Sur ce sixième album, le groupe en fait clairement des tonnes. Ça à l’apparence de Placebo mais ça n’en a pas la saveur, et pour cause, il manque ici un élément essentiel : la mélancolie. “Battle For The Sun” souffre de son manque de tristesse. Il manque également cruellement de variété, tous les titres répétant la même erreur : celle de la surenchère sonore. Jamais Placebo n’avait sonné aussi pompier : des guitares lourdes, auxquelles s’ajoutent le plus souvent violons et/ou piano et/ou chœur. L’écoute répétée de certains titres s’avère complètement indigeste. Clairement le groupe échoue là où British Sea Power avait si bien réussi l’année précédente avec son “Do You Know Rock Music ?”. Cet aspect pompier est d’ailleurs confirmé par le line-up live du groupe qui se produit dorénavant avec six membres sur scène.

Néanmoins, malgré ces reproches un peu amères (mais qui ne serait pas amère avec un groupe de l’importance de Placebo ?), il faut saluer la puissance dégagée par le disque et le retour à des compositions ambitieuses qui essayent d’incorporer et de synthétiser tous les acquis du groupe. Abrasif et étonnant, ce “Battle For The Sun” n’est pas dénué d’atouts, et pourra, à coup sûr, convaincre les humains en manque de noisy pop que nous sommes. Malheureusement, et les écoutes successives le confirme, “Battle For The Sun” restera pour moi un album maladroit où l’âme fait défaut. Pour conclure, ce sixième opus trahit une incapacité à canaliser ses idées et à épurer ses titres, le genre d’erreur que les groupes réalisent habituellement sur leur premier album. Ainsi “Battle For The Sun” est un peu l’album de l’anti-maturité. Si David Bottrill est habituellement un producteur dont je suis fan – notamment pour ses travaux avec King Crimson, Deus, Silverchair, Mudvayne et surtout Tool – il est certain que les orientations métalliques qu’il a du insuffler au groupe n’ont pas du jouer en la faveur de Placebo.
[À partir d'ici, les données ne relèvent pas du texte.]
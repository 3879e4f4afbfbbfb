//! Structural check of formula text before it is written to a cell
//!
//! The writer stores formulas verbatim, so a malformed string would only
//! surface when the workbook is opened. This check is syntactic: balanced
//! parentheses, terminated string literals and quoted sheet names, and
//! cell references inside the worksheet grid.

use super::address::column_letter_to_index;
use crate::error::{FdmError, FdmResult};
use regex::Regex;

const MAX_COLUMN_INDEX: usize = 16_383; // XFD
const MAX_ROW: u64 = 1_048_576;

pub struct FormulaChecker {
    cell_ref: Regex,
    column_ref: Regex,
    dangling_operator: Regex,
    doubled_operator: Regex,
}

impl FormulaChecker {
    pub fn new() -> FdmResult<Self> {
        let compile = |pattern: &str| {
            Regex::new(pattern).map_err(|e| FdmError::Config(format!("Invalid pattern: {}", e)))
        };

        Ok(Self {
            cell_ref: compile(r"^\$?([A-Z]{1,3})\$?([0-9]+)$")?,
            column_ref: compile(r"^\$?[A-Z]{1,3}$")?,
            dangling_operator: compile(r"[-+*/&^,=<>]\s*(\)|$)")?,
            doubled_operator: compile(r"[*/&^]\s*[*/&^]")?,
        })
    }

    /// Returns the reason a formula is malformed
    pub fn check(&self, formula: &str) -> Result<(), String> {
        let body = formula.strip_prefix('=').unwrap_or(formula).trim();
        if body.is_empty() {
            return Err("empty formula".to_string());
        }

        let skeleton = strip_literals(body)?;

        if self.dangling_operator.is_match(&skeleton) {
            return Err("operator without right operand".to_string());
        }
        if self.doubled_operator.is_match(&skeleton) {
            return Err("consecutive operators".to_string());
        }

        for token in skeleton
            .split(|c: char| !(c.is_ascii_alphanumeric() || c == '$' || c == '_' || c == '.'))
            .filter(|t| !t.is_empty())
        {
            self.check_token(token)?;
        }

        Ok(())
    }

    fn check_token(&self, token: &str) -> Result<(), String> {
        if let Some(caps) = self.cell_ref.captures(token) {
            if column_letter_to_index(&caps[1]).map_or(true, |idx| idx > MAX_COLUMN_INDEX) {
                return Err(format!("column out of range in {}", token));
            }
            let row: u64 = caps[2]
                .parse()
                .map_err(|_| format!("row out of range in {}", token))?;
            if row == 0 || row > MAX_ROW {
                return Err(format!("row out of range in {}", token));
            }
            return Ok(());
        }

        if token.contains('$') && !self.column_ref.is_match(token) {
            return Err(format!("malformed reference {}", token));
        }

        Ok(())
    }
}

/// Replace string literals and quoted sheet names with placeholders and
/// verify parenthesis nesting on what remains
fn strip_literals(body: &str) -> Result<String, String> {
    let mut skeleton = String::with_capacity(body.len());
    let mut depth: i32 = 0;
    let mut chars = body.chars().peekable();

    while let Some(c) = chars.next() {
        match c {
            '"' => {
                loop {
                    match chars.next() {
                        Some('"') if chars.peek() == Some(&'"') => {
                            chars.next();
                        }
                        Some('"') => break,
                        Some(_) => {}
                        None => return Err("unterminated string literal".to_string()),
                    }
                }
                skeleton.push_str("\"\"");
            }
            '\'' => {
                let mut name = String::new();
                loop {
                    match chars.next() {
                        Some('\'') if chars.peek() == Some(&'\'') => {
                            chars.next();
                            name.push('\'');
                        }
                        Some('\'') => break,
                        Some(ch) => name.push(ch),
                        None => return Err("unterminated sheet name".to_string()),
                    }
                }
                if name.trim().is_empty() {
                    return Err("empty sheet name".to_string());
                }
                if chars.peek() != Some(&'!') {
                    return Err(format!("sheet name '{}' is not followed by '!'", name));
                }
                skeleton.push_str("Sheet");
            }
            '(' => {
                depth += 1;
                skeleton.push(c);
            }
            ')' => {
                depth -= 1;
                if depth < 0 {
                    return Err("unbalanced parentheses".to_string());
                }
                skeleton.push(c);
            }
            _ => skeleton.push(c),
        }
    }

    if depth != 0 {
        return Err("unbalanced parentheses".to_string());
    }
    Ok(skeleton)
}

/// One-off check; batch callers should keep a [`FormulaChecker`]
pub fn check_formula(formula: &str) -> Result<(), String> {
    FormulaChecker::new()
        .map_err(|e| e.to_string())?
        .check(formula)
}
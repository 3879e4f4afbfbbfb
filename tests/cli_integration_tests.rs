//! CLI Integration Tests
//!
//! Runs the binary with assert_cmd against fixture workbooks in a temp dir.

#![allow(deprecated)] // Command::cargo_bin deprecation - no stable replacement yet

mod common;

use assert_cmd::Command;
use common::{write_corrupt, FdmFixture};
use predicates::prelude::*;
use std::fs;
use tempfile::TempDir;

fn cmd() -> Command {
    let mut cmd = Command::cargo_bin("fdm-extractor").unwrap();
    cmd.env_remove("FDM_EXTRACTOR_CONFIG").env("NO_COLOR", "1");
    cmd
}

fn output_files(dir: &std::path::Path) -> Vec<String> {
    let mut names: Vec<String> = fs::read_dir(dir)
        .unwrap()
        .map(|e| e.unwrap().file_name().to_string_lossy().into_owned())
        .filter(|n| n.ends_with(".xlsx"))
        .collect();
    names.sort();
    names
}

// ═══════════════════════════════════════════════════════════════════════════
// HELP AND VERSION
// ═══════════════════════════════════════════════════════════════════════════

#[test]
fn test_cli_help() {
    cmd()
        .arg("--help")
        .assert()
        .success()
        .stdout(predicate::str::contains("fdm-extractor"))
        .stdout(predicate::str::contains("EXAMPLES"));
}

#[test]
fn test_cli_version() {
    cmd()
        .arg("--version")
        .assert()
        .success()
        .stdout(predicate::str::contains("fdm-extractor"));
}

#[test]
fn test_extract_requires_inputs() {
    cmd().arg("extract").assert().failure();
}

// ═══════════════════════════════════════════════════════════════════════════
// EXTRACT
// ═══════════════════════════════════════════════════════════════════════════

#[test]
fn test_extract_directory() {
    let temp = TempDir::new().unwrap();
    let forms = temp.path().join("forms");
    let out = temp.path().join("out");
    fs::create_dir(&forms).unwrap();
    FdmFixture::default().write(&forms.join("a.xlsx"));
    FdmFixture::default().write(&forms.join("b.xlsm"));
    fs::write(forms.join("readme.txt"), "ignored").unwrap();

    cmd()
        .arg("extract")
        .arg(&forms)
        .arg("--output-dir")
        .arg(&out)
        .assert()
        .success()
        .stdout(predicate::str::contains("[1/2]"))
        .stdout(predicate::str::contains("[2/2]"))
        .stdout(predicate::str::contains("Extraction Complete"));

    let written = output_files(&out);
    assert_eq!(written.len(), 1);
    assert!(written[0].starts_with("Hasil_Ekstraksi_FDM_"));
}

#[test]
fn test_extract_reports_failed_file_and_continues() {
    let temp = TempDir::new().unwrap();
    let good = FdmFixture::default().write(&temp.path().join("good.xlsx"));
    let bad = write_corrupt(&temp.path().join("bad.xlsx"));
    let report = temp.path().join("report.json");

    cmd()
        .arg("extract")
        .arg(&good)
        .arg(&bad)
        .arg("-o")
        .arg(temp.path())
        .arg("--report")
        .arg(&report)
        .assert()
        .success()
        .stdout(predicate::str::contains("bad.xlsx"))
        .stdout(predicate::str::contains("Failed: 1"));

    let json: serde_json::Value =
        serde_json::from_str(&fs::read_to_string(&report).unwrap()).unwrap();
    assert_eq!(json["completed"], 1);
    assert_eq!(json["failed"], 1);
    // good.xlsx, bad.xlsx and the output workbook
    assert_eq!(output_files(temp.path()).len(), 3);
}

#[test]
fn test_extract_twice_into_the_input_directory() {
    let temp = TempDir::new().unwrap();
    FdmFixture::default().write(&temp.path().join("a.xlsx"));

    cmd()
        .arg("extract")
        .arg(temp.path())
        .arg("-o")
        .arg(temp.path())
        .assert()
        .success();
    // distinct timestamp for the second output
    std::thread::sleep(std::time::Duration::from_millis(1100));

    cmd()
        .arg("extract")
        .arg(temp.path())
        .arg("-o")
        .arg(temp.path())
        .assert()
        .success()
        .stdout(predicate::str::contains("Files:  1"))
        .stdout(predicate::str::contains("[1/1]"))
        .stdout(predicate::str::contains("1 rows"));

    let outputs: Vec<_> = output_files(temp.path())
        .into_iter()
        .filter(|n| n.starts_with("Hasil_Ekstraksi_FDM_"))
        .collect();
    assert_eq!(outputs.len(), 2);
}

#[test]
fn test_unwritable_report_does_not_block_output() {
    let temp = TempDir::new().unwrap();
    let form = FdmFixture::default().write(&temp.path().join("a.xlsx"));
    let out = temp.path().join("out");
    let report = temp.path().join("missing").join("report.json");

    cmd()
        .arg("extract")
        .arg(&form)
        .arg("-o")
        .arg(&out)
        .arg("--report")
        .arg(&report)
        .assert()
        .success()
        .stdout(predicate::str::contains("Report not written"))
        .stdout(predicate::str::contains("Extraction Complete"));

    assert!(!report.exists());
    assert_eq!(output_files(&out).len(), 1);
}

#[test]
fn test_extract_fails_when_nothing_extracted() {
    let temp = TempDir::new().unwrap();
    let bad = write_corrupt(&temp.path().join("bad.xlsx"));
    let out = temp.path().join("out");

    cmd()
        .arg("extract")
        .arg(&bad)
        .arg("-o")
        .arg(&out)
        .assert()
        .failure()
        .stderr(predicate::str::contains("no file could be extracted"));

    assert!(!out.exists());
}

#[test]
fn test_extract_with_config_prefix() {
    let temp = TempDir::new().unwrap();
    let form = FdmFixture::default().write(&temp.path().join("a.xlsx"));
    let config = temp.path().join("fdm.yaml");
    fs::write(&config, "output:\n  file_prefix: Rekap\n").unwrap();
    let out = temp.path().join("out");

    cmd()
        .arg("extract")
        .arg(&form)
        .arg("-o")
        .arg(&out)
        .arg("--config")
        .arg(&config)
        .assert()
        .success();

    let written = output_files(&out);
    assert_eq!(written.len(), 1);
    assert!(written[0].starts_with("Rekap_"), "{}", written[0]);
}

#[test]
fn test_extract_with_invalid_config() {
    let temp = TempDir::new().unwrap();
    let form = FdmFixture::default().write(&temp.path().join("a.xlsx"));
    let config = temp.path().join("fdm.yaml");
    fs::write(&config, "scenario:\n  uplift: 3\n").unwrap();

    cmd()
        .arg("extract")
        .arg(&form)
        .env("FDM_EXTRACTOR_CONFIG", &config)
        .assert()
        .failure()
        .stderr(predicate::str::contains("failed to load configuration"));
}

// ═══════════════════════════════════════════════════════════════════════════
// CATALOG AND INIT-CONFIG
// ═══════════════════════════════════════════════════════════════════════════

#[test]
fn test_catalog_lists_fields() {
    cmd()
        .arg("catalog")
        .assert()
        .success()
        .stdout(predicate::str::contains("Sheet Home!H5"))
        .stdout(predicate::str::contains("DATA BUMI"))
        .stdout(predicate::str::contains("SIMULASI SPPT 2026"));
}

#[test]
fn test_init_config_writes_defaults() {
    let temp = TempDir::new().unwrap();
    let path = temp.path().join("fdm.yaml");

    cmd().arg("init-config").arg(&path).assert().success();
    let content = fs::read_to_string(&path).unwrap();
    assert!(content.contains("file_prefix: Hasil_Ekstraksi_FDM"));
    assert!(content.contains("uplift: 0.103"));

    cmd().arg("init-config").arg(&path).assert().failure();
    cmd()
        .arg("init-config")
        .arg(&path)
        .arg("--force")
        .assert()
        .success();
}
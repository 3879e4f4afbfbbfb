//! Workbook reading and writing
//!
//! - Read: source FDM forms (.xlsx / .xlsm) via calamine, sheet resolution,
//!   bounded scans and per-file extraction
//! - Write: the consolidated Results + Summary workbook via rust_xlsxwriter,
//!   with generated formulas checked before they are written

pub mod address;
mod composer;
pub mod delivery;
mod extractor;
pub mod formula_check;
pub mod formulas;
mod source;

pub use composer::{OutputComposer, OutputWorkbook};
pub use delivery::{deliver, is_output_file_name, output_file_name};
pub use extractor::FileExtractor;
pub use formula_check::{check_formula, FormulaChecker};
pub use formulas::{FormulaBuilder, RESULTS_SHEET, SUMMARY_SHEET};
pub use source::{cell_number, cell_text, Sheet, SourceWorkbook};
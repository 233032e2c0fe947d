//! TrueType / OpenType table parsing.
//!
//! Only what text measurement needs: the sfnt table directory, `head` for
//! the em size, `hhea` for vertical metrics, `cmap` format 4 for character
//! lookup and `hmtx` for advance widths.

use common::{Cursor, ParseError};

// ─────────────────────────────────────────────────────────────────────────────
// TableTag
// ─────────────────────────────────────────────────────────────────────────────

/// A 4-byte table tag identifying a TrueType/OpenType table.
#[derive(Clone, Copy, PartialEq, Eq, Hash)]
pub struct TableTag(pub [u8; 4]);

impl TableTag {
    pub const HEAD: Self = Self(*b"head");
    pub const HHEA: Self = Self(*b"hhea");
    pub const CMAP: Self = Self(*b"cmap");
    pub const HMTX: Self = Self(*b"hmtx");
}

impl core::fmt::Debug for TableTag {
    fn fmt(&self, f: &mut core::fmt::Formatter<'_>) -> core::fmt::Result {
        let s = core::str::from_utf8(&self.0).unwrap_or("????");
        write!(f, "TableTag('{s}')")
    }
}

// ─────────────────────────────────────────────────────────────────────────────
// FontFile
// ─────────────────────────────────────────────────────────────────────────────

/// A single entry in the sfnt table directory.
#[derive(Clone, Copy, Debug)]
pub struct TableRecord {
    pub tag: TableTag,
    pub offset: u32,
    pub length: u32,
}

/// A parsed table directory with access to raw table data.
pub struct FontFile<'a> {
    pub data: &'a [u8],
    pub tables: Vec<TableRecord>,
}

impl<'a> FontFile<'a> {
    /// Parse the sfnt table directory.
    pub fn parse(data: &'a [u8]) -> Result<Self, ParseError> {
        let mut c = Cursor::new(data);

        let sfnt_version = c.u32()?;
        // TrueType (0x00010000) or OpenType ('OTTO')
        if sfnt_version != 0x0001_0000 && sfnt_version != 0x4F54_544F {
            return Err(ParseError::InvalidValue("not a TrueType/OpenType font"));
        }

        let num_tables = c.u16()?;
        c.skip(6)?; // searchRange, entrySelector, rangeShift

        let mut tables = Vec::with_capacity(num_tables as usize);
        for _ in 0..num_tables {
            let tag = TableTag(c.tag()?);
            let _checksum = c.u32()?;
            let offset = c.u32()?;
            let length = c.u32()?;
            tables.push(TableRecord {
                tag,
                offset,
                length,
            });
        }

        Ok(FontFile { data, tables })
    }

    /// Raw bytes of the table tagged `tag`, if present and in bounds.
    pub fn table_data(&self, tag: TableTag) -> Option<&'a [u8]> {
        let record = self.tables.iter().find(|t| t.tag == tag)?;
        let start = record.offset as usize;
        let end = start.checked_add(record.length as usize)?;
        self.data.get(start..end)
    }

    /// Like [`table_data`](Self::table_data) but a missing table is an error.
    pub fn require(&self, tag: TableTag, name: &'static str) -> Result<&'a [u8], ParseError> {
        self.table_data(tag).ok_or(ParseError::Missing(name))
    }
}

// ─────────────────────────────────────────────────────────────────────────────
// head / hhea
// ─────────────────────────────────────────────────────────────────────────────

/// The fields of `head` used for scaling.
#[derive(Clone, Debug)]
pub struct HeadTable {
    pub units_per_em: u16,
    pub mac_style: u16,
}

impl HeadTable {
    pub fn parse(data: &[u8]) -> Result<Self, ParseError> {
        // version, fontRevision, checkSumAdjustment, magicNumber, flags
        let mut c = Cursor::at(data, 18)?;
        let units_per_em = c.u16()?;
        if units_per_em == 0 {
            return Err(ParseError::InvalidValue("unitsPerEm is zero"));
        }
        c.skip(16 + 8)?; // created, modified, bounding box
        let mac_style = c.u16()?;
        Ok(HeadTable {
            units_per_em,
            mac_style,
        })
    }
}

/// Parsed `hhea` (horizontal header) table, in font units.
#[derive(Clone, Debug)]
pub struct HheaTable {
    pub ascender: i16,
    pub descender: i16,
    pub line_gap: i16,
    pub num_h_metrics: u16,
}

impl HheaTable {
    pub fn parse(data: &[u8]) -> Result<Self, ParseError> {
        let mut c = Cursor::at(data, 4)?;
        let ascender = c.i16()?;
        let descender = c.i16()?;
        let line_gap = c.i16()?;
        c.skip(2 + 22)?; // advanceWidthMax, extents, caret, reserved, format
        let num_h_metrics = c.u16()?;
        if num_h_metrics == 0 {
            return Err(ParseError::InvalidValue("numberOfHMetrics is zero"));
        }
        Ok(HheaTable {
            ascender,
            descender,
            line_gap,
            num_h_metrics,
        })
    }
}

// ─────────────────────────────────────────────────────────────────────────────
// cmap
// ─────────────────────────────────────────────────────────────────────────────

/// Parsed `cmap` format 4 subtable (BMP character-to-glyph mapping).
#[derive(Clone, Debug)]
pub struct CmapFormat4 {
    end_code: Vec<u16>,
    start_code: Vec<u16>,
    id_delta: Vec<i16>,
    id_range_offset: Vec<u16>,
    glyph_id_array: Vec<u16>,
}

impl CmapFormat4 {
    /// Parse a format 4 subtable starting at its format field.
    pub fn parse(data: &[u8]) -> Result<Self, ParseError> {
        let mut c = Cursor::new(data);
        let format = c.u16()?;
        if format != 4 {
            return Err(ParseError::InvalidValue("only cmap format 4 is supported"));
        }
        let length = c.u16()? as usize;
        let _language = c.u16()?;
        let seg_count = (c.u16()? / 2) as usize;
        c.skip(6)?; // searchRange, entrySelector, rangeShift

        let read_u16s = |c: &mut Cursor<'_>| -> Result<Vec<u16>, ParseError> {
            (0..seg_count).map(|_| c.u16()).collect()
        };

        let end_code = read_u16s(&mut c)?;
        c.skip(2)?; // reservedPad
        let start_code = read_u16s(&mut c)?;
        let id_delta = (0..seg_count)
            .map(|_| c.i16())
            .collect::<Result<Vec<_>, _>>()?;
        let id_range_offset = read_u16s(&mut c)?;

        let glyph_count = length.saturating_sub(c.position()) / 2;
        let glyph_id_array = (0..glyph_count)
            .map_while(|_| c.u16().ok())
            .collect();

        Ok(CmapFormat4 {
            end_code,
            start_code,
            id_delta,
            id_range_offset,
            glyph_id_array,
        })
    }

    /// Glyph id for `ch`, or 0 (`.notdef`) when unmapped.
    pub fn lookup(&self, ch: char) -> u16 {
        let Ok(code) = u16::try_from(u32::from(ch)) else {
            return 0;
        };

        // First segment whose end code is >= code.
        let seg = self.end_code.partition_point(|&end| end < code);
        if seg >= self.end_code.len() || self.start_code[seg] > code {
            return 0;
        }

        let delta = self.id_delta[seg];
        let range_offset = self.id_range_offset[seg] as usize;
        if range_offset == 0 {
            return code.wrapping_add_signed(delta);
        }

        // idRangeOffset is relative to its own slot; rebase it onto the
        // glyph id array that follows the idRangeOffset array.
        let index = (range_offset / 2 + (code - self.start_code[seg]) as usize)
            .checked_sub(self.end_code.len() - seg);
        match index.and_then(|i| self.glyph_id_array.get(i)) {
            Some(&0) | None => 0,
            Some(&gid) => gid.wrapping_add_signed(delta),
        }
    }
}

/// Find and parse the Unicode BMP cmap subtable.
///
/// Prefers Windows Unicode BMP (3, 1), then any Unicode-platform subtable.
pub fn parse_cmap(data: &[u8]) -> Result<CmapFormat4, ParseError> {
    let mut c = Cursor::new(data);
    let _version = c.u16()?;
    let num_tables = c.u16()?;

    let mut best_offset: Option<u32> = None;
    for _ in 0..num_tables {
        let platform_id = c.u16()?;
        let encoding_id = c.u16()?;
        let offset = c.u32()?;

        if platform_id == 3 && encoding_id == 1 {
            best_offset = Some(offset);
            break;
        }
        if platform_id == 0 && best_offset.is_none() {
            best_offset = Some(offset);
        }
    }

    let offset = best_offset.ok_or(ParseError::Missing("unicode cmap subtable"))? as usize;
    let subtable = data.get(offset..).ok_or(ParseError::UnexpectedEof)?;
    CmapFormat4::parse(subtable)
}

// ─────────────────────────────────────────────────────────────────────────────
// hmtx
// ─────────────────────────────────────────────────────────────────────────────

/// Advance width of `glyph_id` in font units.
///
/// Glyphs past `num_h_metrics` share the last listed advance.
pub fn advance_width(hmtx_data: &[u8], glyph_id: u16, num_h_metrics: u16) -> Result<u16, ParseError> {
    let index = glyph_id.min(num_h_metrics.saturating_sub(1)) as usize;
    Cursor::at(hmtx_data, index * 4)?.u16()
}

// ─────────────────────────────────────────────────────────────────────────────
// Tests
// ─────────────────────────────────────────────────────────────────────────────

#[cfg(test)]
pub(crate) mod tests {
    use super::*;

    /// Big-endian byte writer for building synthetic tables.
    #[derive(Default)]
    pub(crate) struct Writer(pub Vec<u8>);

    impl Writer {
        pub fn u16(&mut self, v: u16) -> &mut Self {
            self.0.extend_from_slice(&v.to_be_bytes());
            self
        }
        pub fn i16(&mut self, v: i16) -> &mut Self {
            self.0.extend_from_slice(&v.to_be_bytes());
            self
        }
        pub fn u32(&mut self, v: u32) -> &mut Self {
            self.0.extend_from_slice(&v.to_be_bytes());
            self
        }
        pub fn zeros(&mut self, n: usize) -> &mut Self {
            self.0.resize(self.0.len() + n, 0);
            self
        }
    }

    /// Wrap tables into an sfnt file with a valid directory.
    pub(crate) fn build_font(tables: &[(TableTag, Vec<u8>)]) -> Vec<u8> {
        let mut w = Writer::default();
        w.u32(0x0001_0000).u16(tables.len() as u16).zeros(6);
        let mut offset = 12 + 16 * tables.len();
        for (tag, data) in tables {
            w.0.extend_from_slice(&tag.0);
            w.u32(0).u32(offset as u32).u32(data.len() as u32);
            offset += data.len();
        }
        for (_, data) in tables {
            w.0.extend_from_slice(data);
        }
        w.0
    }

    pub(crate) fn head(units_per_em: u16) -> Vec<u8> {
        let mut w = Writer::default();
        w.u32(0x0001_0000).u32(0).u32(0).u32(0x5F0F_3CF5).u16(0);
        w.u16(units_per_em).zeros(16 + 8).u16(0).zeros(8);
        w.0
    }

    pub(crate) fn hhea(ascender: i16, descender: i16, line_gap: i16, num_h_metrics: u16) -> Vec<u8> {
        let mut w = Writer::default();
        w.u32(0x0001_0000).i16(ascender).i16(descender).i16(line_gap);
        w.u16(0).zeros(22).u16(num_h_metrics);
        w.0
    }

    /// Maps ' ' to glyph 27 and 'a'..='z' to glyphs 1..=26.
    pub(crate) fn cmap() -> Vec<u8> {
        let segments: [(u16, u16, i16); 3] = [(32, 32, -5), (97, 122, -96), (0xFFFF, 0xFFFF, 1)];
        let mut w = Writer::default();
        w.u16(0).u16(1).u16(3).u16(1).u32(12);
        let seg_count = segments.len() as u16;
        w.u16(4).u16(16 + 8 * seg_count).u16(0).u16(seg_count * 2).zeros(6);
        for (_, end, _) in segments {
            w.u16(end);
        }
        w.u16(0);
        for (start, _, _) in segments {
            w.u16(start);
        }
        for (_, _, delta) in segments {
            w.i16(delta);
        }
        for _ in segments {
            w.u16(0);
        }
        w.0
    }

    /// Glyph 0 advances 500, glyph 1 ('a') 550, everything after 600.
    pub(crate) fn hmtx() -> Vec<u8> {
        let mut w = Writer::default();
        w.u16(500).i16(0).u16(550).i16(0).u16(600).i16(0);
        w.0
    }

    #[test]
    fn table_tag_debug() {
        assert_eq!(format!("{:?}", TableTag::HEAD), "TableTag('head')");
    }

    #[test]
    fn bad_magic_is_rejected() {
        let data = [0u8; 12];
        assert!(matches!(
            FontFile::parse(&data),
            Err(ParseError::InvalidValue(_))
        ));
    }

    #[test]
    fn directory_lookup() {
        let data = build_font(&[(TableTag::HEAD, head(1000)), (TableTag::HHEA, hhea(800, -200, 0, 3))]);
        let file = FontFile::parse(&data).unwrap();
        assert_eq!(file.tables.len(), 2);
        assert_eq!(file.table_data(TableTag::HEAD).map(<[u8]>::len), Some(54));
        assert!(file.table_data(TableTag::CMAP).is_none());
        assert_eq!(
            file.require(TableTag::HMTX, "hmtx").err(),
            Some(ParseError::Missing("hmtx"))
        );
    }

    #[test]
    fn head_and_hhea_fields() {
        assert_eq!(HeadTable::parse(&head(2048)).unwrap().units_per_em, 2048);
        assert!(HeadTable::parse(&head(0)).is_err());

        let h = HheaTable::parse(&hhea(800, -200, 90, 3)).unwrap();
        assert_eq!((h.ascender, h.descender, h.line_gap, h.num_h_metrics), (800, -200, 90, 3));
    }

    #[test]
    fn cmap_lookup() {
        let cmap = parse_cmap(&cmap()).unwrap();
        assert_eq!(cmap.lookup('a'), 1);
        assert_eq!(cmap.lookup('z'), 26);
        assert_eq!(cmap.lookup(' '), 27);
        assert_eq!(cmap.lookup('A'), 0);
        assert_eq!(cmap.lookup('\u{1F600}'), 0);
    }

    #[test]
    fn hmtx_advances() {
        let data = hmtx();
        assert_eq!(advance_width(&data, 0, 3).unwrap(), 500);
        assert_eq!(advance_width(&data, 1, 3).unwrap(), 550);
        assert_eq!(advance_width(&data, 2, 3).unwrap(), 600);
        assert_eq!(advance_width(&data, 40, 3).unwrap(), 600);
        assert!(advance_width(&data, 9, 10).is_err());
    }
}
Après plus de 6000 caractères écrits, je suis quand même attristé de mettre cette note moyenne à un groupe que j’ai si souvent défendu. Encore une fois “Battle For The Sun” comporte son lot de bonnes idées et de très bons titres… mais je n’ai juste plus suffisamment la foi pour me laisser embarquer dans cette surenchère ampoulée, aussi qualitative puisse-t-elle être par moment.